第4話 初めての彼女との放課後

 野村侑吾のむら/ゆうごが公園で待っていると、学校の生徒会室で業務を終えたであろう梓先輩がやってくる。


 今いる場所は学校と意外と近く、周辺には中学や小学校もあり、周りからは遊んでいる子や下校中の子らの声が良く聞こえてくるのだ。


「ちょっと業務が長引いてしまって。でも、しっかりとやってきたから問題ないと思うから」


 侑吾の目先にいる上野梓うえの/あずさ先輩は学校内で見せていた黒髪のロングヘアを紐で束ねており、ポニーテイル風にしていた。


「イメージチェンジですかね?」


 侑吾は先輩の頭らへんを見て言った。


「まあ、そういう感じ。簡単に言えば、ちょっとした変装的な」

「……え?」


 あまり意味はない気もするが、それが先輩なりの判断なのだろう。

 だが、実際のところ髪型が変わる事で、若干は先輩の雰囲気も変わっており、意外と知り合い程度の人にはバレない気もしなくもない。


 まあ、ただの一時的な対策にしか過ぎないと思う。


「えっと、今からどこに行くんですかね?」


 侑吾は気分を切り替えて発言した。


「それはね、どこかのお店よ。

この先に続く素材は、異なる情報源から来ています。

// SPDX-FileCopyrightText: 2026 Bruno Meilick
// SPDX-License-Identifier: LicenseRef-Scopedeck-FreeUse-NoCopy-NoDerivatives
//
// All rights reserved.
//
// This file is part of Scopedeck and is proprietary software.
// Unauthorized copying, modification, or distribution is prohibited.

//! Startup configuration from command-line flags and environment variables.
//!
//! Flags win over the environment. Unset values fall back to the defaults
//! below.

use std::fmt;
use std::path::PathBuf;

use crate::backend::{AssetsBackend, ProfilesBackend};

pub const BACKENDS_ENV: &str = "SCOPEDECK_BACKENDS";
pub const LOG_ENV: &str = "SCOPEDECK_LOG";
pub const PALETTE_ENV: &str = "SCOPEDECK_TUI_PALETTE";

pub const DEFAULT_LOG_FILTER: &str = "warn";
pub const DEFAULT_LOG_FILE: &str = "scopedeck.log";

#[derive(Debug, Clone, PartialEq, Eq)]
pub enum ConfigError {
    HelpRequested,
    UnknownArgument(String),
    MissingValue(&'static str),
    DuplicateFlag(&'static str),
    EmptyBackendName,
}

impl fmt::Display for ConfigError {
    fn fmt(&self, f: &mut fmt::Formatter<'_>) -> fmt::Result {
        match self {
            Self::HelpRequested => f.write_str("help requested"),
            Self::UnknownArgument(arg) => write!(f, "unknown argument {arg:?}"),
            Self::MissingValue(flag) => write!(f, "{flag} needs a value"),
            Self::DuplicateFlag(flag) => write!(f, "{flag} given more than once"),
            Self::EmptyBackendName => f.write_str("backend names must not be empty"),
        }
    }
}

impl std::error::Error for ConfigError {}

#[derive(Debug, Clone, PartialEq, Eq)]
pub struct AppConfig {
    /// Backends to register, in selector order.
    pub backends: Vec<String>,
    /// Root of the demo resolver's work directories.
    pub work_dir: Option<PathBuf>,
    pub log_file: PathBuf,
    pub log_filter: String,
    /// Palette CSV for the terminal theme.
    pub palette: Option<String>,
    /// Resolve the demo studio once, print a summary and exit.
    pub check: bool,
}

impl Default for AppConfig {
    fn default() -> Self {
        Self {
            backends: default_backends(),
            work_dir: None,
            log_file: PathBuf::from(DEFAULT_LOG_FILE),
            log_filter: DEFAULT_LOG_FILTER.to_owned(),
            palette: None,
            check: false,
        }
    }
}

fn default_backends() -> Vec<String> {
    vec![AssetsBackend::NAME.to_owned(), ProfilesBackend::NAME.to_owned()]
}

fn backend_list(raw: &str) -> Result<Vec<String>, ConfigError> {
    raw.split(',')
        .map(str::trim)
        .map(|name| {
            if name.is_empty() {
                Err(ConfigError::EmptyBackendName)
            } else {
                Ok(name.to_owned())
            }
        })
        .collect()
}

fn non_blank(value: Option<String>) -> Option<String> {
    value.filter(|value| !value.trim().is_empty())
}

impl AppConfig {
    pub fn usage(program: &str) -> String {
        format!(
            "Usage:\n  {program} [--backend <name>]... [--work-dir <dir>] [--log-file <path>] [--check]\n\n\
             --backend may be repeated; the first one is shown at startup.\n\
             Defaults to ${BACKENDS_ENV} (comma separated) or \"assets,profiles\".\n\
             --work-dir sets where the demo studio places work directories.\n\
             --check resolves the demo studio once and prints a summary.\n\n\
             Logging goes to --log-file (default {DEFAULT_LOG_FILE}) filtered by ${LOG_ENV}.\n\
             ${PALETTE_ENV} overrides the terminal palette."
        )
    }

    /// Reads the process arguments (without the program name) and environment.
    pub fn from_env(args: impl Iterator<Item = String>) -> Result<Self, ConfigError> {
        Self::parse(args, |key| std::env::var(key).ok())
    }

    pub fn parse(
        mut args: impl Iterator<Item = String>,
        env: impl Fn(&str) -> Option<String>,
    ) -> Result<Self, ConfigError> {
        let mut config = Self::default();
        let mut backends = Vec::new();
        let mut work_dir = None;
        let mut log_file = None;

        while let Some(arg) = args.next() {
            match arg.as_str() {
                "-h" | "--help" => return Err(ConfigError::HelpRequested),
                "--backend" => {
                    let raw = args.next().ok_or(ConfigError::MissingValue("--backend"))?;
                    backends.extend(backend_list(&raw)?);
                }
                "--work-dir" => {
                    if work_dir.is_some() {
                        return Err(ConfigError::DuplicateFlag("--work-dir"));
                    }
                    let raw = args.next().ok_or(ConfigError::MissingValue("--work-dir"))?;
                    work_dir = Some(PathBuf::from(raw));
                }
                "--log-file" => {
                    if log_file.is_some() {
                        return Err(ConfigError::DuplicateFlag("--log-file"));
                    }
                    let raw = args.next().ok_or(ConfigError::MissingValue("--log-file"))?;
                    log_file = Some(PathBuf::from(raw));
                }
                "--check" => {
                    if config.check {
                        return Err(ConfigError::DuplicateFlag("--check"));
                    }
                    config.check = true;
                }
                _ => return Err(ConfigError::UnknownArgument(arg)),
            }
        }

        if !backends.is_empty() {
            config.backends = backends;
        } else if let Some(raw) = non_blank(env(BACKENDS_ENV)) {
            config.backends = backend_list(&raw)?;
        }
        config.work_dir = work_dir;
        if let Some(path) = log_file {
            config.log_file = path;
        }
        if let Some(filter) = non_blank(env(LOG_ENV)) {
            config.log_filter = filter;
        }
        config.palette = non_blank(env(PALETTE_ENV));
        Ok(config)
    }
}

あなたもお腹が空いてたりするでしょ」

「それなりには」

「そうだよね。私もお腹が減っていたところで。一応、恋人みたいな事もしてみたいし、まずは一緒にどこかのお店に入りたいなって」


 気づけば、侑吾は男性なのに梓先輩からリードされてしまっており、彼女から誘導されるがままに公園から立ち去る事となったのだ。


 今から向かう先は街中から少し離れた場所に位置する喫茶店。

 公園から歩いて十分ほどの場所にある喫茶店に、二人は入る。

 若者向けのカフェとは違い、そこまで派手さはないものの、洒落た雰囲気や落ち着いた空気感が店内には漂っているのだ。

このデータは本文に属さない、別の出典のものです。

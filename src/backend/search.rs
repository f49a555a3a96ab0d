// SPDX-FileCopyrightText: 2026 Bruno Meilick
// SPDX-License-Identifier: LicenseRef-Scopedeck-FreeUse-NoCopy-NoDerivatives
//
// All rights reserved.
//
// This file is part of Scopedeck and is proprietary software.
// Unauthorized copying, modification, or distribution is prohibited.

//! Name search used by the scope lists.
//!
//! Substring hits always outrank fuzzy hits. Matching is case-insensitive.

/// Indices of `names` matching `needle`, best first. Blank needles keep every
/// name in its original order.
pub fn rank<'a>(needle: &str, names: impl IntoIterator<Item = &'a str>) -> Vec<usize> {
    let needle = needle.trim().to_lowercase();
    let names = names.into_iter().collect::<Vec<_>>();
    if needle.is_empty() {
        return (0..names.len()).collect();
    }

    let mut scored = names
        .iter()
        .enumerate()
        .filter_map(|(idx, name)| {
            let haystack = name.to_lowercase();
            substring_score(&needle, &haystack)
                .or_else(|| fuzzy_score(&needle, &haystack))
                .map(|score| (score, idx))
        })
        .collect::<Vec<_>>();
    scored.sort_by(|(score_a, idx_a), (score_b, idx_b)| {
        score_b.cmp(score_a).then_with(|| idx_a.cmp(idx_b))
    });
    scored.into_iter().map(|(_, idx)| idx).collect()
}

/// Whether `needle` matches `name`. Blank needles match everything.
pub fn matches(needle: &str, name: &str) -> bool {
    !rank(needle, [name]).is_empty()
}

fn substring_score(needle: &str, haystack: &str) -> Option<i64> {
    let first = haystack.find(needle)?;
    let starts = first == 0;
    let start_boundary =
        starts || haystack[..first].chars().last().is_some_and(is_boundary_char);

    let mut score = 200_000i64.saturating_sub((first as i64) * 1000);
    score -= haystack.chars().count() as i64;
    if starts {
        score += 50_000;
    }
    if start_boundary {
        score += 20_000;
    }
    if haystack == needle {
        score += 100_000;
    }
    Some(score)
}

fn fuzzy_score(needle: &str, haystack: &str) -> Option<i64> {
    let (first, span) = subsequence_span(needle, haystack)?;
    let ratio = rapidfuzz::fuzz::ratio(needle.chars(), haystack.chars());
    Some((ratio * 1000.0).round() as i64 - span as i64 - (first as i64) / 4)
}

fn subsequence_span(needle: &str, haystack: &str) -> Option<(usize, usize)> {
    let mut wanted = needle.chars().peekable();
    let mut first = None;
    let mut last = 0;
    for (idx, ch) in haystack.chars().enumerate() {
        let Some(&want) = wanted.peek() else {
            break;
        };
        if ch == want {
            wanted.next();
            first.get_or_insert(idx);
            last = idx;
        }
    }
    if wanted.peek().is_some() {
        return None;
    }
    let first = first?;
    Some((first, last - first + 1))
}

fn is_boundary_char(ch: char) -> bool {
    matches!(ch, '/' | ':' | '-' | '_' | ' ' | '.')
}
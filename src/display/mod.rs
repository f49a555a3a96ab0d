// SPDX-FileCopyrightText: 2026 Bruno Meilick
// SPDX-License-Identifier: LicenseRef-Scopedeck-FreeUse-NoCopy-NoDerivatives
//
// All rights reserved.
//
// This file is part of Scopedeck and is proprietary software.
// Unauthorized copying, modification, or distribution is prohibited.

//! What the selected tool resolves to: launcher, context tree and environment.

use std::collections::BTreeMap;
use std::path::Path;

use tracing::warn;

use crate::environ::{merge_local_overrides, HoverNotice, Provenance, ResolvedEnvironmentView};
use crate::events::ShellEvent;
use crate::model::SuiteTool;
use crate::resolver::{ResolveError, Resolver};

pub mod context_tree;
pub mod launcher;
pub mod tools;

pub use context_tree::{ContextNode, ContextRow, ContextTree};
pub use launcher::{Launcher, LauncherField};
pub use tools::ToolList;

#[derive(Debug, Clone, Copy, PartialEq, Eq, Default)]
pub enum ToolTab {
    #[default]
    Tool,
    Context,
    Environ,
}

impl ToolTab {
    pub const ALL: [ToolTab; 3] = [Self::Tool, Self::Context, Self::Environ];

    pub fn title(self) -> &'static str {
        match self {
            Self::Tool => "Tool",
            Self::Context => "Context",
            Self::Environ => "Environ",
        }
    }

    pub fn next(self) -> Self {
        match self {
            Self::Tool => Self::Context,
            Self::Context => Self::Environ,
            Self::Environ => Self::Tool,
        }
    }
}

/// The read-only work directory line.
#[derive(Debug, Clone, Default, PartialEq, Eq)]
pub struct WorkDirLabel {
    text: String,
}

impl WorkDirLabel {
    pub fn on_work_dir_obtained(&mut self, path: &Path) {
        self.text = path.display().to_string();
    }

    pub fn on_work_dir_reset(&mut self) {
        self.text.clear();
    }

    pub fn text(&self) -> &str {
        &self.text
    }
}

/// The tabbed pane showing everything about the selected tool.
#[derive(Debug, Default)]
pub struct ToolContext {
    tab: ToolTab,
    launcher: Launcher,
    context: ContextTree,
    environ: ResolvedEnvironmentView,
}

impl ToolContext {
    pub fn new() -> Self {
        Self::default()
    }

    pub fn tab(&self) -> ToolTab {
        self.tab
    }

    pub fn set_tab(&mut self, tab: ToolTab) {
        self.tab = tab;
    }

    pub fn next_tab(&mut self) {
        self.tab = self.tab.next();
    }

    pub fn launcher(&self) -> &Launcher {
        &self.launcher
    }

    pub fn launcher_mut(&mut self) -> &mut Launcher {
        &mut self.launcher
    }

    pub fn context(&self) -> &ContextTree {
        &self.context
    }

    pub fn context_mut(&mut self) -> &mut ContextTree {
        &mut self.context
    }

    pub fn environ(&self) -> &ResolvedEnvironmentView {
        &self.environ
    }

    pub fn environ_mut(&mut self) -> &mut ResolvedEnvironmentView {
        &mut self.environ
    }

    /// Shows `tool`: its context tree, its environment merged with `work_env`
    /// and annotated with provenance, and the launcher.
    ///
    /// When the environment cannot be resolved the environment tab stays
    /// empty and the error is returned; the rest is still shown.
    pub fn on_tool_selected(
        &mut self,
        tool: &SuiteTool,
        work_env: &BTreeMap<String, String>,
        resolver: &dyn Resolver,
    ) -> Result<(), ResolveError> {
        let context = tool.context.as_ref();
        self.context.load(context);
        self.launcher.set_tool(tool);

        let mut env = match resolver.resolve_environment(context) {
            Ok(env) => env,
            Err(err) => {
                self.environ.clear();
                return Err(err);
            }
        };
        merge_local_overrides(&mut env, work_env);
        let provenance = resolver.inspect_context(context).unwrap_or_else(|err| {
            warn!(context = context.name(), "cannot inspect context: {err}");
            Provenance::new()
        });
        self.environ.load(env, &provenance);
        Ok(())
    }

    pub fn on_tool_cleared(&mut self) {
        self.context.reset();
        self.environ.clear();
        self.launcher.reset();
    }

    /// Launch requests and hover reports raised since the last call.
    pub fn drain_events(&mut self) -> Vec<ShellEvent> {
        let mut events = self.launcher.drain_events();
        events.extend(self.environ.drain_notices().into_iter().map(|notice| {
            ShellEvent::EnvironHovered(match notice {
                HoverNotice::Show(text) => Some(text),
                HoverNotice::Clear => None,
            })
        }));
        events
    }
}
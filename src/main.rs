// SPDX-FileCopyrightText: 2026 Bruno Meilick
// SPDX-License-Identifier: LicenseRef-Scopedeck-FreeUse-NoCopy-NoDerivatives
//
// All rights reserved.
//
// This file is part of Scopedeck and is proprietary software.
// Unauthorized copying, modification, or distribution is prohibited.

//! Scopedeck CLI entrypoint.
//!
//! Runs the terminal launchpad against the built-in demo studio. `--check`
//! resolves the studio once without a terminal and prints what it found.

use std::error::Error;
use std::fs::OpenOptions;
use std::path::Path;
use std::sync::{Arc, Mutex};

use scopedeck::app::Launchpad;
use scopedeck::backend::BackendRegistry;
use scopedeck::busy::BusyFilter;
use scopedeck::config::{AppConfig, ConfigError};
use scopedeck::demo::DemoResolver;
use scopedeck::resolver::ResolverHandle;
use scopedeck::tui::{self, TuiTheme};
use tracing::info;
use tracing_subscriber::EnvFilter;

fn init_logging(config: &AppConfig) -> Result<(), Box<dyn Error>> {
    let filter = EnvFilter::try_new(&config.log_filter)?;
    if config.check {
        tracing_subscriber::fmt()
            .with_env_filter(filter)
            .with_writer(std::io::stderr)
            .init();
        return Ok(());
    }

    if let Some(parent) = config.log_file.parent().filter(|p| !p.as_os_str().is_empty()) {
        std::fs::create_dir_all(parent)?;
    }
    let log_file = OpenOptions::new()
        .create(true)
        .append(true)
        .open(&config.log_file)
        .map_err(|err| format!("cannot open log file {}: {err}", config.log_file.display()))?;
    tracing_subscriber::fmt()
        .with_env_filter(filter)
        .with_ansi(false)
        .with_writer(Mutex::new(log_file))
        .init();
    Ok(())
}

fn demo_resolver(work_dir: Option<&Path>) -> DemoResolver {
    work_dir.map_or_else(DemoResolver::default, DemoResolver::new)
}

fn main() {
    let result = (|| -> Result<(), Box<dyn Error>> {
        let mut args = std::env::args();
        let program = args.next().unwrap_or_else(|| "scopedeck".to_owned());

        let config = match AppConfig::from_env(args) {
            Ok(config) => config,
            Err(ConfigError::HelpRequested) => {
                println!("{}", AppConfig::usage(&program));
                return Ok(());
            }
            Err(err) => {
                eprintln!("{program}: {err}\n\n{}", AppConfig::usage(&program));
                std::process::exit(2);
            }
        };
        init_logging(&config)?;
        let resolver = demo_resolver(config.work_dir.as_deref());
        info!(
            backends = ?config.backends,
            work_root = %resolver.work_root().display(),
            "starting"
        );

        if config.check {
            for line in resolver.check(&config.backends)? {
                println!("{line}");
            }
            return Ok(());
        }

        let theme = TuiTheme::from_palette(config.palette.as_deref())?;
        let runtime = tokio::runtime::Builder::new_multi_thread()
            .enable_all()
            .build()?;
        let launchpad = Launchpad::new(
            ResolverHandle::spawning(Arc::new(resolver), runtime.handle().clone()),
            BackendRegistry::with_defaults(),
            BusyFilter::shared(),
        );
        tui::run(launchpad, theme, &config.backends)
    })();

    if let Err(err) = result {
        eprintln!("{err}");
        std::process::exit(1);
    }
}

 店内にかかっているBGMも心地よく、心が洗礼されるようだった。


 扉の鈴が鳴り響き、店の奥から出てきた一人の女性店員が二人を席へと案内してくれる。


 向き合うように席へと座った二人。

 そのテーブル上に女性店員がメニュー表を置き、“ごゆっくりどうぞ”と一言だけ言葉を残し、その場から立ち去って行った。